Enhancing my excitement and terror was the knowledge that all three performances would occur in intimate settings (where people might really be able to hear me), and all were booked on short notice. Two weeks’ notice for the Wine Country home wedding and for the reception at the Tuscan restaurant. A mere three days’ notice for the dinner at one of San Francisco’s most luxurious hotels.
To harness my anxieties about the unknown audience and spaces I would be gracing with violin music, I invited myself to observe each upcoming event with detached curiosity, even while playing (I’d heard that term in an online meditation given by my HMO and hoped it might serve performance situations). My posture of detached curiosity would allow me to survey the quirky causes and symptoms of performance anxiety.

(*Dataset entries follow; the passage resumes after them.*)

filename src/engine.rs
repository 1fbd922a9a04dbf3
//! Receive engine
//!
//! Pulls bytes from a transport until a complete frame is in hand, under the
//! two-phase timeout regime:
//!
//! - *start timeout* — between issuing the wait and the first byte. For a
//!   confirmation this is the response timeout; a server listening for an
//!   indication waits much longer (60 s stock).
//! - *byte timeout* — between successive bytes within one frame. A disabled
//!   byte timeout makes the whole frame share the start budget.
//!
//! When the frame length is not known in advance the engine infers it with a
//! state machine keyed on the function code:
//!
//! 1. **Function** — read up to and including the function code.
//! 2. **Meta** — read the fixed function-specific bytes that follow; for the
//!    multiple-write functions the last of these is an embedded byte count.
//! 3. **Data** — read the counted bytes (zero for most functions), then the
//!    trailer.
//!
//! Device-identification confirmations carry an object list instead of a
//! byte count, so the machine gains object-header/object-value steps that
//! walk the list as it arrives.
//!
//! The engine blocks its task but never multiplexes: serving several
//! connections means an outer loop that picks the readable descriptor and
//! runs the engine on it.

use std::time::Duration;

use tokio::time::Instant;
use tracing::{debug, trace};

use crate::config::{ByteTimeout, SessionConfig};
use crate::constants::*;
use crate::error::{ModbusError, ModbusResult};
use crate::frame::{FrameFormat, Framing};
use crate::protocol::ExpectedLength;
use crate::transport::ModbusTransport;

/// Whether the engine is waiting for a request or for a reply
#[derive(Debug, Clone, Copy, PartialEq, Eq)]
pub enum MsgType {
    /// Server side: a request from a client
    Indication,
    /// Client side: the reply to a request we sent
    Confirmation,
}

/// Length-inference steps for frames of initially unknown size
#[derive(Debug, Clone, Copy, PartialEq, Eq)]
enum Step {
    /// Reading the function-specific fixed bytes
    Meta,
    /// Reading the counted data bytes plus trailer
    Data,
    /// Walking a device-identification object list: id + length pairs
    ObjectHeader { remaining: u8 },
    /// Reading one object's value bytes
    ObjectValue { remaining: u8 },
    /// Frame complete
    Complete,
}

/// Receive one complete wire frame.
///
/// `expected` is the *wire* length (including header and trailer) predicted
/// from the request, or `Undefined` to infer the length while receiving.
/// The returned bytes are exactly one ADU as it appeared on the wire; no
/// integrity check has been applied yet.
pub async fn receive_adu<T: ModbusTransport>(
    transport: &mut T,
    framing: &Framing,
    expected: ExpectedLength,
    msg_type: MsgType,
    config: &SessionConfig,
) -> ModbusResult<Vec<u8>> {
    let start_timeout = match msg_type {
        MsgType::Confirmation => config.response_timeout.as_duration(),
        MsgType::Indication => config.indication_timeout,
    };

    match expected {
        ExpectedLength::Known(n) => debug!("waiting for a frame ({} bytes)", n),
        ExpectedLength::Undefined => debug!("waiting for a frame"),
    }

    if framing.format() == FrameFormat::Ascii {
        return receive_ascii(transport, start_timeout, config).await;
    }

    receive_binary(transport, framing, expected, msg_type, start_timeout, config).await
}

// ============================================================================
// Binary framings (RTU, TCP, RTU-over-HID)
// ============================================================================

async fn receive_binary<T: ModbusTransport>(
    transport: &mut T,
    framing: &Framing,
    expected: ExpectedLength,
    msg_type: MsgType,
    start_timeout: Duration,
    config: &SessionConfig,
) -> ModbusResult<Vec<u8>> {
    let header_len = framing.header_len();
    let checksum_len = framing.checksum_len();
    let max_len = framing.max_adu_len();
    let deadline = Instant::now() + start_timeout;

    let mut adu: Vec<u8> = Vec::with_capacity(max_len);

    // Function step: everything up to and including the function code
    read_exact(
        transport,
        &mut adu,
        header_len + 1,
        start_timeout,
        deadline,
        config,
        true,
    )
    .await?;

    let function = adu[header_len];

    // An exception reply is the shortest frame in the protocol: function
    // (flagged) plus one code byte. It overrides any predicted length.
    let mut step;
    let mut need;
    if function & EXCEPTION_FLAG != 0 && msg_type == MsgType::Confirmation {
        step = Step::Data;
        need = 1 + checksum_len;
    } else {
        match expected {
            ExpectedLength::Known(total) => {
                if total > max_len {
                    return Err(ModbusError::too_many_data(format!(
                        "Expected frame of {} bytes exceeds the {}-byte maximum",
                        total, max_len
                    )));
                }
                if total < adu.len() {
                    return Err(ModbusError::protocol("Expected frame shorter than its header"));
                }
                step = Step::Data;
                need = total - adu.len();
            }
            ExpectedLength::Undefined => {
                step = Step::Meta;
                need = meta_length(function, msg_type);
            }
        }
    }

    loop {
        if adu.len() + need > max_len {
            return Err(ModbusError::too_many_data(format!(
                "Frame grew past the {}-byte maximum",
                max_len
            )));
        }
        if need > 0 {
            read_exact(transport, &mut adu, need, start_timeout, deadline, config, false).await?;
        }

        (step, need) = match step {
            Step::Meta => {
                data_step(function, msg_type, &adu, header_len, checksum_len)?
            }
            Step::Data => (Step::Complete, 0),
            Step::ObjectHeader { remaining } => {
                // id byte + length byte were just read
                let value_len = adu[adu.len() - 1] as usize;
                if value_len == 0 {
                    next_object(remaining, checksum_len)
                } else {
                    (
                        Step::ObjectValue { remaining },
                        value_len,
                    )
                }
            }
            Step::ObjectValue { remaining } => next_object(remaining, checksum_len),
            Step::Complete => break,
        };

        if step == Step::Complete && need > 0 {
            // trailing bytes (data and/or checksum) still owed
            if adu.len() + need > max_len {
                return Err(ModbusError::too_many_data(format!(
                    "Frame grew past the {}-byte maximum",
                    max_len
                )));
            }
            read_exact(transport, &mut adu, need, start_timeout, deadline, config, false).await?;
            break;
        }
        if step == Step::Complete && need == 0 {
            break;
        }
    }

    transport.note_frame();
    trace!("received frame: {}", hex::encode_upper(&adu));
    Ok(adu)
}

/// Fixed bytes that follow the function code when the length is inferred
fn meta_length(function: u8, msg_type: MsgType) -> usize {
    match msg_type {
        MsgType::Indication => match function {
            FC_READ_COILS..=FC_WRITE_SINGLE_REGISTER => 4,
            FC_WRITE_MULTIPLE_COILS | FC_WRITE_MULTIPLE_REGISTERS => 5,
            FC_MASK_WRITE_REGISTER => 6,
            FC_WRITE_AND_READ_REGISTERS => 9,
            FC_READ_DEVICE_ID => 3,
            // FC_READ_EXCEPTION_STATUS, FC_REPORT_SERVER_ID and anything
            // unknown: the request is the function code alone
            _ => 0,
        },
        MsgType::Confirmation => match function {
            FC_WRITE_SINGLE_COIL
            | FC_WRITE_SINGLE_REGISTER
            | FC_WRITE_MULTIPLE_COILS
            | FC_WRITE_MULTIPLE_REGISTERS => 4,
            FC_MASK_WRITE_REGISTER => 6,
            FC_READ_DEVICE_ID => 6,
            // Reads, report-server-id and write-and-read carry a one-byte
            // count; exception replies carry the code byte
            _ => 1,
        },
    }
}

/// Decide what follows the meta bytes
fn data_step(
    function: u8,
    msg_type: MsgType,
    adu: &[u8],
    header_len: usize,
    checksum_len: usize,
) -> ModbusResult<(Step, usize)> {
    match msg_type {
        MsgType::Indication => {
            let data = match function {
                FC_WRITE_MULTIPLE_COILS | FC_WRITE_MULTIPLE_REGISTERS => {
                    adu[header_len + 5] as usize
                }
                FC_WRITE_AND_READ_REGISTERS => adu[header_len + 9] as usize,
                _ => 0,
            };
            Ok((Step::Data, data + checksum_len))
        }
        MsgType::Confirmation => match function {
            FC_READ_COILS..=FC_READ_INPUT_REGISTERS
            | FC_REPORT_SERVER_ID
            | FC_WRITE_AND_READ_REGISTERS => {
                let data = adu[header_len + 1] as usize;
                Ok((Step::Data, data + checksum_len))
            }
            FC_READ_DEVICE_ID => {
                // meta: MEI type, read code, conformity, more-follows,
                // next object id, number of objects
                let object_count = adu[header_len + 6];
                if object_count == 0 {
                    Ok((Step::Data, checksum_len))
                } else {
                    Ok((
                        Step::ObjectHeader {
                            remaining: object_count,
                        },
                        2,
                    ))
                }
            }
            _ => Ok((Step::Data, checksum_len)),
        },
    }
}

/// After one object finishes: another header, or the trailer
fn next_object(remaining: u8, checksum_len: usize) -> (Step, usize) {
    if remaining > 1 {
        (
            Step::ObjectHeader {
                remaining: remaining - 1,
            },
            2,
        )
    } else {
        (Step::Complete, checksum_len)
    }
}

/// Read exactly `count` more bytes into `adu`.
///
/// The first wait of a frame uses the start timeout; later waits use the
/// byte timeout, or the remaining start budget when the byte timeout is
/// disabled.
async fn read_exact<T: ModbusTransport>(
    transport: &mut T,
    adu: &mut Vec<u8>,
    count: usize,
    start_timeout: Duration,
    deadline: Instant,
    config: &SessionConfig,
    first: bool,
) -> ModbusResult<()> {
    let mut remaining = count;
    let mut first_wait = first && adu.is_empty();

    while remaining > 0 {
        let wait = if first_wait {
            start_timeout
        } else {
            match config.byte_timeout {
                ByteTimeout::Enabled(spec) => spec.as_duration(),
                ByteTimeout::Disabled => deadline.saturating_duration_since(Instant::now()),
            }
        };

        if wait.is_zero() || !transport.readable(wait).await? {
            return Err(ModbusError::timeout(
                if first_wait {
                    "Waiting for the first byte of a frame"
                } else {
                    "Waiting for the rest of a frame"
                },
                wait.as_millis() as u64,
            ));
        }
        first_wait = false;

        let mut chunk = vec![0u8; remaining];
        let n = transport.recv(&mut chunk).await?;
        if n == 0 {
            return Err(ModbusError::connection("Transport closed mid-frame"));
        }
        adu.extend_from_slice(&chunk[..n]);
        remaining -= n;
    }
    Ok(())
}

// ============================================================================
// ASCII framing
// ============================================================================

/// ASCII frames are self-delimiting: a colon starts a frame (and
/// resynchronizes after noise), LF ends it. Length inference is not needed;
/// the decoded image is bounded by the 513-character wire maximum.
async fn receive_ascii<T: ModbusTransport>(
    transport: &mut T,
    start_timeout: Duration,
    config: &SessionConfig,
) -> ModbusResult<Vec<u8>> {
    let deadline = Instant::now() + start_timeout;
    let mut adu: Vec<u8> = Vec::with_capacity(MAX_ASCII_ADU);
    let mut first = true;

    loop {
        let wait = if first {
            start_timeout
        } else {
            match config.byte_timeout {
                ByteTimeout::Enabled(spec) => spec.as_duration(),
                ByteTimeout::Disabled => deadline.saturating_duration_since(Instant::now()),
            }
        };

        if wait.is_zero() || !transport.readable(wait).await? {
            return Err(ModbusError::timeout(
                "Waiting for an ASCII frame",
                wait.as_millis() as u64,
            ));
        }
        first = false;

        let mut byte = [0u8; 1];
        let n = transport.recv(&mut byte).await?;
        if n == 0 {
            return Err(ModbusError::connection("Transport closed mid-frame"));
        }

        match byte[0] {
            b':' => {
                // Start of frame; discard anything collected before it
                adu.clear();
                adu.push(b':');
            }
            b'\n' => {
                if adu.is_empty() {
                    continue;
                }
                adu.push(b'\n');
                transport.note_frame();
                trace!("received frame: {}", String::from_utf8_lossy(&adu).trim());
                return Ok(adu);
            }
            other => {
                if adu.is_empty() {
                    // Noise before the colon
                    continue;
                }
                adu.push(other);
                if adu.len() > MAX_ASCII_ADU {
                    return Err(ModbusError::too_many_data(format!(
                        "ASCII frame grew past {} characters",
                        MAX_ASCII_ADU
                    )));
                }
            }
        }
    }
}
#[cfg(test)]
mod tests {
    use super::*;

    #[tokio::test]
    async fn test_stream_transport_send_recv() {
        let (client, server) = tokio::io::duplex(256);
        let mut a = StreamTransport::new(client);
        let mut b = StreamTransport::new(server);

        a.send(&[1, 2, 3, 4]).await.unwrap();

        assert!(b.readable(Duration::from_millis(50)).await.unwrap());
        let mut buf = [0u8; 8];
        let n = b.recv(&mut buf).await.unwrap();
        assert_eq!(&buf[..n], &[1, 2, 3, 4]);

        let stats = a.get_stats();
        assert_eq!(stats.frames_sent, 1);
        assert_eq!(stats.bytes_sent, 4);
    }

    #[tokio::test]
    async fn test_readable_timeout_without_data() {
        let (client, _server) = tokio::io::duplex(64);
        let mut t = StreamTransport::new(client);
        assert!(!t.readable(Duration::from_millis(20)).await.unwrap());
    }

    #[tokio::test]
    async fn test_recv_drains_staged_bytes_incrementally() {
        let (client, server) = tokio::io::duplex(64);
        let mut a = StreamTransport::new(client);
        let mut b = StreamTransport::new(server);

        a.send(&[0xAA, 0xBB, 0xCC]).await.unwrap();
        assert!(b.readable(Duration::from_millis(50)).await.unwrap());

        let mut one = [0u8; 1];
        assert_eq!(b.recv(&mut one).await.unwrap(), 1);
        assert_eq!(one[0], 0xAA);
        assert_eq!(b.recv(&mut one).await.unwrap(), 1);
        assert_eq!(one[0], 0xBB);
    }

    #[tokio::test]
    async fn test_flush_discards_pending_input() {
        let (client, server) = tokio::io::duplex(64);
        let mut a = StreamTransport::new(client);
        let mut b = StreamTransport::new(server);

        a.send(&[1, 2, 3, 4, 5]).await.unwrap();
        assert!(b.readable(Duration::from_millis(50)).await.unwrap());

        let discarded = b.flush().await.unwrap();
        assert_eq!(discarded, 5);
        assert!(!b.readable(Duration::from_millis(10)).await.unwrap());
    }

    #[tokio::test]
    async fn test_closed_peer_reported_as_connection_error() {
        let (client, server) = tokio::io::duplex(64);
        let mut t = StreamTransport::new(client);
        drop(server);

        let result = t.readable(Duration::from_millis(20)).await;
        assert!(matches!(result, Err(ModbusError::Connection { .. })));
    }
}
use std::path::Path;
use std::path::PathBuf;
use std::process::ExitCode;

use clap::{Parser, Subcommand};
use log::{error, warn};
use serde::Serialize;
use tokio_util::sync::CancellationToken;

use unifi_dns::error::{Error, Result};
use unifi_dns::provider::{Unifi, UnifiCfg};
use unifi_dns::reconciler::{Batch, Reconciler};
use unifi_dns::record::{Record, RecordList};

mod config;

#[derive(Parser)]
#[command(version, about = "Manage the DNS records of a UniFi Network site")]
struct Args {
    #[arg(short, long)]
    config: Option<PathBuf>,

    #[arg(long, env = "UNIFI_BASE_URL")]
    base_url: Option<String>,

    #[arg(long, env = "UNIFI_SITE_ID")]
    site_id: Option<String>,

    #[arg(long, env = "UNIFI_API_KEY", hide_env_values = true)]
    api_key: Option<String>,

    /// Accept self-signed controller certificates
    #[arg(long)]
    insecure: bool,

    #[arg(short, long, env = "UNIFI_ZONE")]
    zone: Option<String>,

    #[command(subcommand)]
    verb: Verb,
}

#[derive(Subcommand)]
enum Verb {
    /// Print every record of the zone
    Get,
    /// Create the records of FILE
    Append { file: PathBuf },
    /// Create or overwrite the records of FILE by name and type
    Set { file: PathBuf },
    /// Delete the records of FILE
    Delete { file: PathBuf },
    /// Delete every record of the zone
    Purge,
}

#[tokio::main(flavor = "current_thread")]
async fn main() -> ExitCode {
    env_logger::Builder::from_env(env_logger::Env::default().default_filter_or("info")).init();

    let args = Args::parse();
    match run(args).await {
        Ok(true) => ExitCode::SUCCESS,
        Ok(false) => ExitCode::FAILURE,
        Err(e) => {
            error!("{}", e);
            ExitCode::from(2)
        }
    }
}

/// Returns whether the verb completed without error.
async fn run(args: Args) -> Result<bool> {
    let cfg = match &args.config {
        Some(path) => config::Parser::parse_yaml(path)?,
        None => config::Cfg::default(),
    };

    let zone = args.zone.or(cfg.zone).ok_or(Error::ConfigError(
        "zone is not set (--zone, UNIFI_ZONE or zone)".to_string(),
    ))?;

    let mut provider = cfg.provider.unwrap_or_default();
    if args.base_url.is_some() {
        provider.base_url = args.base_url;
    }
    if args.site_id.is_some() {
        provider.site_id = args.site_id;
    }
    if let Some(key) = args.api_key {
        provider.authentication = Some(config::CfgProviderAuthentication::api_key(key));
    }
    provider.insecure_tls |= args.insecure;

    let backend = Unifi::new(UnifiCfg::try_from(provider)?)?;
    let reconciler = Reconciler::from_cfg(backend, &cfg.reconciler);

    let cancel = CancellationToken::new();
    tokio::spawn(cancel_on_ctrl_c(cancel.clone()));

    match args.verb {
        Verb::Get => report(reconciler.get(&zone, &cancel).await),
        Verb::Append { file } => {
            let records = read_records(&file)?;
            report(reconciler.append(&zone, &records, &cancel).await)
        }
        Verb::Set { file } => {
            let records = read_records(&file)?;
            report(reconciler.set(&zone, &records, &cancel).await)
        }
        Verb::Delete { file } => {
            let records = read_records(&file)?;
            report(reconciler.delete(&zone, &records, &cancel).await)
        }
        Verb::Purge => {
            let (records, err) = reconciler.get(&zone, &cancel).await.into_parts();
            if let Some(e) = err {
                return Err(e);
            }
            report(reconciler.delete(&zone, &records, &cancel).await)
        }
    }
}

async fn cancel_on_ctrl_c(cancel: CancellationToken) {
    if tokio::signal::ctrl_c().await.is_ok() {
        warn!("interrupted, stopping before the next record");
        cancel.cancel();
    }
}

fn read_records(path: &Path) -> Result<Vec<Record>> {
    let yaml = std::fs::read_to_string(path)?;
    Ok(RecordList::from_yaml(&yaml)?.records)
}

fn report<T: Serialize>(batch: Batch<T>) -> Result<bool> {
    let (records, err) = batch.into_parts();
    print!("{}", serde_yaml::to_string(&records)?);

    match err {
        Some(e) => {
            error!("{}", e);
            Ok(false)
        }
        None => Ok(true),
    }
}
use async_trait::async_trait;

use crate::error::Result;
use crate::record::Resource;

/// Storage the reconciler reads and mutates. Implementations own transport,
/// authentication and any retry policy.
#[async_trait]
pub trait ResourceBackend: Send + Sync {
    /// All resources of the zone, in the backend's order.
    async fn list(&self, zone: &str) -> Result<Vec<Resource>>;

    /// Creates a resource. The returned resource carries the new identifier.
    async fn create(&self, zone: &str, resource: &Resource) -> Result<Resource>;

    /// Replaces the payload of the resource `id`, keeping its identifier.
    async fn update(&self, zone: &str, id: &str, resource: &Resource) -> Result<Resource>;

    async fn delete(&self, zone: &str, id: &str) -> Result<()>;
}

#[async_trait]
impl<B> ResourceBackend for std::sync::Arc<B>
where
    B: ResourceBackend + ?Sized,
{
    async fn list(&self, zone: &str) -> Result<Vec<Resource>> {
        (**self).list(zone).await
    }

    async fn create(&self, zone: &str, resource: &Resource) -> Result<Resource> {
        (**self).create(zone, resource).await
    }

    async fn update(&self, zone: &str, id: &str, resource: &Resource) -> Result<Resource> {
        (**self).update(zone, id, resource).await
    }

    async fn delete(&self, zone: &str, id: &str) -> Result<()> {
        (**self).delete(zone, id).await
    }
}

As the last shall be the first, the reception booked just three days earlier began my performance weekend. With such short notice, there would be no time to worry, one might think. But where there is a will, there is a way, and where there are causes, they can be chewed over.
Great unknown. Since our Baylink ferry only runs until early evening, I determined I would need my husband Bert to drive me and my two violins to the sumptuous downtown San Francisco hotel. Even if that meant commuting to work with him and spending more than half the day in an empty office previewing the performance in my head while he addressed other peoples’ anxieties. We arrived at the hotel with several hours to spare—in fact, by the time the soirée began, I’d had 12 uninterrupted hours to think about it, and given the travel plans, no time to practice.

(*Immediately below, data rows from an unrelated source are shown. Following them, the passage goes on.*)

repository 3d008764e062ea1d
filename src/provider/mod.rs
mod types;
pub use types::*;

mod memory;
pub use memory::{MemoryBackend, Op};

pub mod unifi;
pub use unifi::{Auth, Unifi, UnifiCfg};
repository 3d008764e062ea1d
pub mod http;
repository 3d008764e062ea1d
use super::entry::RecordType;

/// Identifier assigned by the backend on creation
pub type ResourceId = String;

/// Type-specific payload of a backend resource.
///
/// Numeric fields are wider than their DNS counterparts so out-of-range
/// values reported by a backend can be represented and rejected.
#[derive(Debug, Clone, PartialEq)]
pub enum ResourceValue {
    /// A, AAAA, CNAME and TXT: one textual value
    Content(String),
    Mx {
        preference: i64,
        target: String,
    },
    Srv {
        service: String,
        transport: String,
        priority: i64,
        weight: i64,
        port: i64,
        target: String,
    },
    /// Payload of a resource kind outside the supported set
    Opaque(serde_json::Value),
}

/// A DNS record as owned by the backend
#[derive(Debug, Clone, PartialEq)]
pub struct Resource {
    pub id: Option<ResourceId>,
    pub rtype: String,
    pub name: String,
    pub ttl: u32,
    pub value: ResourceValue,
}

impl Resource {
    pub fn record_type(&self) -> Option<RecordType> {
        self.rtype.parse().ok()
    }

    pub fn is_supported(&self) -> bool {
        self.record_type().is_some()
    }

    pub fn with_id(mut self, id: impl Into<ResourceId>) -> Self {
        self.id = Some(id.into());
        self
    }

    /// `name/TYPE`, used in logs and errors.
    pub fn describe(&self) -> String {
        format!("{}/{}", self.name, self.rtype)
    }
}
use super::*;

use std::time::Duration;

use crate::record::{Address, Cname, Mx, ResourceValue, Srv, Txt};

const ZONE: &str = "example.com";

fn a(name: &str, ip: &str, ttl: u64) -> Record {
    Record::Address(Address {
        name: name.to_string(),
        ip: ip.parse().unwrap(),
        ttl: Duration::from_secs(ttl),
    })
}

fn resource(id: &str, rtype: &str, name: &str, value: &str) -> Resource {
    Resource {
        id: Some(id.to_string()),
        rtype: rtype.to_string(),
        name: name.to_string(),
        ttl: 300,
        value: ResourceValue::Content(value.to_string()),
    }
}

#[test]
fn test_relative_name() {
    assert_eq!(relative_name("www", ZONE), "www");
    assert_eq!(relative_name("WWW", ZONE), "www");
    assert_eq!(relative_name("www.example.com.", ZONE), "www");
    assert_eq!(relative_name("example.com.", "example.com."), "@");
    assert_eq!(relative_name("", ZONE), "@");
    assert_eq!(relative_name("@", ZONE), "@");
    assert_eq!(relative_name("www.notexample.com.", ZONE), "www.notexample.com.");
}

#[test]
fn test_identity_ignores_value_and_ttl() {
    let old = a("www", "192.0.2.1", 3600);
    let new = a("WWW.example.com.", "192.0.2.100", 7200);
    assert_eq!(
        IdentityKey::of_record(&old, ZONE),
        IdentityKey::of_record(&new, ZONE)
    );
    assert!(!same_record(&old, &new, ZONE));
}

#[test]
fn test_identity_separates_a_and_aaaa() {
    let v4 = a("www", "192.0.2.1", 60);
    let v6 = a("www", "2001:db8::1", 60);
    assert_ne!(
        IdentityKey::of_record(&v4, ZONE),
        IdentityKey::of_record(&v6, ZONE)
    );
}

#[test]
fn test_identity_of_resource_matches_record() {
    let r = resource("1", "aaaa", "www.example.com.", "2001:db8::1");
    assert_eq!(
        IdentityKey::of_resource(&r, ZONE),
        IdentityKey::of_record(&a("www", "2001:db8::9", 1), ZONE)
    );
}

#[test]
fn test_same_record_ignores_ttl_only() {
    assert!(same_record(
        &a("delete-me", "192.0.2.1", 3600),
        &a("delete-me", "192.0.2.1", 60),
        ZONE
    ));
    assert!(!same_record(
        &a("delete-me", "192.0.2.1", 3600),
        &a("keep-me", "192.0.2.1", 3600),
        ZONE
    ));
}

#[test]
fn test_same_record_targets_dot_and_case_insensitive() {
    let x = Record::Cname(Cname {
        name: "alias".to_string(),
        target: "WWW.example.com.".to_string(),
        ttl: Duration::ZERO,
    });
    let y = Record::Cname(Cname {
        name: "alias".to_string(),
        target: "www.example.com".to_string(),
        ttl: Duration::from_secs(30),
    });
    assert!(same_record(&x, &y, ZONE));
}

#[test]
fn test_same_record_compares_every_value_field() {
    let mx = |preference| {
        Record::Mx(Mx {
            name: "@".to_string(),
            preference,
            target: "mail.example.com".to_string(),
            ttl: Duration::ZERO,
        })
    };
    assert!(same_record(&mx(10), &mx(10), ZONE));
    assert!(!same_record(&mx(10), &mx(20), ZONE));

    let srv = |port| {
        Record::Srv(Srv {
            name: "@".to_string(),
            service: "_sip".to_string(),
            transport: "_tcp".to_string(),
            priority: 1,
            weight: 1,
            port,
            target: "sip.example.com".to_string(),
            ttl: Duration::ZERO,
        })
    };
    assert!(same_record(&srv(5060), &srv(5060), ZONE));
    assert!(!same_record(&srv(5060), &srv(5061), ZONE));

    let txt = |text: &str| {
        Record::Txt(Txt {
            name: "@".to_string(),
            text: text.to_string(),
            ttl: Duration::ZERO,
        })
    };
    assert!(!same_record(&txt("Hello"), &txt("hello"), ZONE));
    assert!(!same_record(&txt("x"), &mx(10), ZONE));
}

#[test]
fn test_tie_break_pick() {
    let candidates = [1, 2, 3];
    assert_eq!(TieBreak::First.pick(&candidates), Some(1));
    assert_eq!(TieBreak::Last.pick(&candidates), Some(3));
    assert_eq!(TieBreak::default().pick::<i32>(&[]), None);
}

#[test]
fn test_snapshot_lookup() {
    let snapshot = Snapshot::new(
        ZONE,
        vec![
            resource("1", "A", "www", "192.0.2.1"),
            resource("2", "A", "www", "192.0.2.2"),
            resource("3", "AAAA", "www", "2001:db8::1"),
            resource("4", "A", "broken", "not-an-ip"),
            resource("5", "FORWARD_DOMAIN", "corp", ""),
            Resource {
                id: None,
                ..resource("x", "A", "pending", "192.0.2.9")
            },
        ],
    );

    assert_eq!(snapshot.len(), 5);

    let key = IdentityKey::of_record(&a("www", "192.0.2.50", 1), ZONE);
    let ids: Vec<&str> = snapshot
        .by_identity(&key)
        .iter()
        .map(|e| e.id.as_str())
        .collect();
    assert_eq!(ids, vec!["1", "2"]);

    let exact = snapshot.by_equality(&a("www", "192.0.2.2", 1), ZONE);
    assert_eq!(exact.len(), 1);
    assert_eq!(exact[0].id, "2");

    // unmappable resources still have an identity but never compare equal
    let broken = IdentityKey::of_record(&a("broken", "192.0.2.1", 1), ZONE);
    assert_eq!(snapshot.by_identity(&broken).len(), 1);
    assert!(snapshot.by_equality(&a("broken", "192.0.2.1", 1), ZONE).is_empty());
}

Instrument amnesia. The lack of practice prompted a concern that when I opened my violin case that evening, I might not recognize the instrument inside it (similar to the worry about encountering a word you’ve spelled correctly your whole life and imagining it suddenly foreign and slightly ridiculous).
Surprises. The client had called two days earlier with repertory requests (her father, the guest of honor, was picky about music and would likely have further requests, she had warned me). I’d managed to download his special ballad and assembled a number of his favorite continental love songs. The event, a surprise birthday and engagement party, took place in the hotel restaurant’s long and opulent private dining room, where I placed myself discretely at one end in the corner (wow them with understatement, Bert had suggested).

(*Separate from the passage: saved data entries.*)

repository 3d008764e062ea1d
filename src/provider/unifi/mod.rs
mod policy;
mod restful_cli;

mod unifi;
pub use unifi::Auth;
pub use unifi::Unifi;
pub use unifi::UnifiCfg;

#[cfg(test)]
mod unit_test;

Imagine my startled surprise, when the honored guest, upon learning my name, thunderously announced that I was to play Over the Rainbow. I shimmied my way out, explaining I’d only brought love songs for this romantic occasion. Eventually, I was asked to play the ballad I had been requested to obtain and which would set the scene for the marriage proposal. It met with scant sentimental response, and as I was dismissed, along with the serving staff, for the moment of the proposal, I wondered, with detached curiosity, whether I’d delivered the right song. Summoned back ten minutes later to finish the set, I was again requested to perform a special selection, this time a piece I’d already played. I was grateful to oblige with another round of La Vie En Rose.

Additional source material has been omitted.